Le choix du producteur : artisanat ou standardisation ?
Dans l’industrie, le compromis penche facilement vers la productivité : fermentation accélérée, température contrôlée en permanence, levures commerciales hyperactives, parfois même adjonction d’enzymes. Le spiritueux artisanal, lui, prend le pari du caractère. Cela implique de tolérer la variabilité, d’être attentif à la météo, à l’évolution du moût, à la petite main humaine qui goûte et qui décide, parfois à la minute près, du point idéal.

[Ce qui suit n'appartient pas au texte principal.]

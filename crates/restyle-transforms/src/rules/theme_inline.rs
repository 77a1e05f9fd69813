//! Theme accessor inlining rule (arrow-function unwrap).
//!
//! Inside styled tagged templates, interpolated arrows that only reach
//! into `theme` are replaced with a direct expression on the
//! module-level `theme` binding:
//!
//! - `${({ theme }) => theme.color.red}` → `${theme.color.red}`
//! - `${props => props.theme.below.xl}` → `${theme.below.xl}`
//!
//! When anything was inlined, a `{ theme }` import is appended after
//! the last import — once per file, and only when no import already
//! binds `theme`.

use restyle_core::{Diagnostic, Span};
use restyle_js::{render_node, NodeKind, SyntaxTree};

use crate::matchers::{self, ArrowShape};
use crate::pipeline::{FileContext, TransformError};

const INLINE_CSS_MESSAGE: &str = "using `css` inside a styled template literal is no longer \
     supported. Try using a regular className or consider inline styles";

const THEME_NOT_RESOLVABLE_MESSAGE: &str = "a `theme` accessor could not be traced back to the \
     function parameter. Please replace it manually with a direct `theme.x` access";

pub fn apply(
    tree: &mut SyntaxTree,
    context: &FileContext,
) -> Result<Vec<Diagnostic>, TransformError> {
    let mut diagnostics = Vec::new();
    let mut inlined = false;

    for tagged in tree.descendants(tree.root()) {
        if !matches!(tree.kind(tagged), NodeKind::TaggedTemplate) {
            continue;
        }
        if !matchers::tag_mentions_styled(tree, tree.children(tagged)[0]) {
            continue;
        }
        let template = tree.children(tagged)[1];
        for interpolation in matchers::template_interpolations(tree, template) {
            if !matches!(tree.kind(interpolation), NodeKind::ArrowFunction { .. }) {
                continue;
            }
            match matchers::classify_arrow(tree, interpolation) {
                ArrowShape::InlineCss => {
                    diagnostics.push(Diagnostic::new(
                        tree.line_of(interpolation),
                        INLINE_CSS_MESSAGE,
                    ));
                }
                ArrowShape::DestructuredTheme => {
                    let body = *tree
                        .children(interpolation)
                        .last()
                        .unwrap_or(&interpolation);
                    let text = render_node(tree, body);
                    tree.replace_raw(interpolation, text);
                    inlined = true;
                }
                ArrowShape::ParamTheme { path } => {
                    tree.replace_raw(interpolation, matchers::accessor_text(&path));
                    inlined = true;
                }
                ArrowShape::ThemeNotResolvable => {
                    diagnostics.push(Diagnostic::new(
                        tree.line_of(interpolation),
                        THEME_NOT_RESOLVABLE_MESSAGE,
                    ));
                }
                ArrowShape::NoTheme => {}
            }
        }
    }

    if inlined {
        insert_theme_import(tree, context);
    }
    Ok(diagnostics)
}

/// Append `import { theme } from <path>;` after the last import, unless
/// some import already binds `theme`.
fn insert_theme_import(tree: &mut SyntaxTree, context: &FileContext) {
    let imports = matchers::collect_imports(tree);
    if matchers::has_theme_binding(&imports) {
        return;
    }

    let anchor = matchers::last_import(tree);
    let at = anchor
        .map(|a| tree.span_of(a).end)
        .unwrap_or(0);
    let specifier = tree.alloc(
        NodeKind::ImportNamedSpecifier {
            imported: "theme".to_string(),
            local: "theme".to_string(),
        },
        Span::empty(at),
        Vec::new(),
    );
    let import = tree.alloc(
        NodeKind::ImportDeclaration {
            source: super::theme_import_path(context.path),
        },
        Span::empty(at),
        vec![specifier],
    );

    let root = tree.root();
    match anchor {
        Some(anchor) => tree.insert_after(root, anchor, import),
        None => tree.insert_first(root, import),
    }
}

#[cfg(test)]
mod tests {
    use super::*;
    use restyle_js::{parse, serialize};
    use std::path::Path;

    fn run(src: &str) -> (String, Vec<Diagnostic>) {
        let mut tree = parse(src).unwrap();
        let context = FileContext {
            path: Path::new("src/components/X.js"),
        };
        let diagnostics = apply(&mut tree, &context).unwrap();
        (serialize(&tree), diagnostics)
    }

    #[test]
    fn destructured_theme_unwraps_and_imports() {
        let (out, diagnostics) = run(
            "import { styled } from \"linaria/react\";\n\nconst Box = styled.div`\n  color: ${({ theme }) => theme.color.red};\n`;\n",
        );
        assert!(out.contains("color: ${theme.color.red};"));
        assert!(out.contains("import { theme } from \"./Theme\";"));
        assert!(diagnostics.is_empty());
    }

    #[test]
    fn props_dot_theme_unwraps() {
        let (out, _) = run(
            "import { styled } from \"linaria/react\";\nconst Box = styled.div`\n  ${props => props.theme.below.xl};\n`;\n",
        );
        assert!(out.contains("${theme.below.xl}"));
    }

    #[test]
    fn no_duplicate_theme_import() {
        let src = "import { styled } from \"linaria/react\";\nimport { theme } from \"./Theme\";\nconst Box = styled.div`\n  color: ${({ theme }) => theme.x};\n`;\n";
        let (out, _) = run(src);
        assert_eq!(out.matches("import { theme }").count(), 1);
    }

    #[test]
    fn inline_css_abstains_with_one_diagnostic() {
        let src = "import { styled } from \"linaria/react\";\nconst Box = styled.div`\n  ${({ root }) => root && css`color: red`}\n`;\n";
        let (out, diagnostics) = run(src);
        assert_eq!(out, src);
        assert_eq!(diagnostics.len(), 1);
        assert!(diagnostics[0].message.contains("css"));
    }

    #[test]
    fn unresolvable_chain_gets_a_diagnostic() {
        let src = "import { styled } from \"linaria/react\";\nconst Box = styled.div`\n  width: ${p => p.theme.space + 1}px;\n`;\n";
        let (out, diagnostics) = run(src);
        assert_eq!(out, src);
        assert_eq!(diagnostics.len(), 1);
        assert_eq!(diagnostics[0].line, 3);
    }
}
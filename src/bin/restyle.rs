//! restyle CLI entry point.

use std::path::PathBuf;
use std::process::ExitCode;

use clap::Parser;
use tracing_subscriber::EnvFilter;

use restyle::driver;
use restyle::error::RestyleError;
use restyle::report;
use restyle::Registry;

#[derive(Parser)]
#[command(
    name = "restyle",
    version,
    about = "Source-to-source codemod engine for CSS-in-JS migrations"
)]
struct Cli {
    /// Name of the transform to run (see --list)
    transform: Option<String>,

    /// Directory to rewrite in place
    directory: Option<PathBuf>,

    /// Emit the run summary as JSON on stdout instead of a colorized report
    #[arg(long)]
    json: bool,

    /// List the registered transforms and exit
    #[arg(long)]
    list: bool,
}

fn main() -> ExitCode {
    tracing_subscriber::fmt()
        .with_env_filter(EnvFilter::from_default_env())
        .with_writer(std::io::stderr)
        .init();

    let cli = Cli::parse();
    match run(cli) {
        Ok(code) => code,
        Err(err) => {
            eprintln!("error: {err}");
            ExitCode::from(err.exit_code())
        }
    }
}

fn run(cli: Cli) -> Result<ExitCode, RestyleError> {
    let registry = Registry::builtin();

    if cli.list {
        for name in registry.names() {
            println!("{name}");
        }
        return Ok(ExitCode::SUCCESS);
    }

    let Some(name) = cli.transform else {
        return Err(RestyleError::usage("missing transform name"));
    };
    let Some(directory) = cli.directory else {
        return Err(RestyleError::usage("missing target directory"));
    };
    let Some(transform) = registry.get(&name) else {
        return Err(RestyleError::UnknownTransform {
            name,
            registered: registry.names().join(", "),
        });
    };

    let summary = driver::run(transform, &directory)?;
    if cli.json {
        report::print_json(&summary)?;
    } else {
        report::print_human(&summary)?;
    }

    // Diagnostics are advisory; the run itself succeeded.
    Ok(ExitCode::SUCCESS)
}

Certains grands rhums agricoles antillais, bas-armagnacs de tradition ou single malts écossais s’appuient sur des pratiques séculaires : cuves en pin noir, fermentation sans levurage, température ambiante du chai. D’autres innovent par hybridation : levures autochtones couplées à des ferments sélectionnés pour la seconde moitié du process (« starter » puis « finish »), ou encore co-inoculation (Rhums Worthy Park, Foursquare).
Ainsi, chaque distillerie redonne à la fermentation une dimension de signature. Parfois, c’est l’alambic qui harmonise ou écrase, parfois c’est le fût qui métamorphose – mais, en amont, c’est ce bouillonnement vivant qui fonde toute la partition aromatique à venir.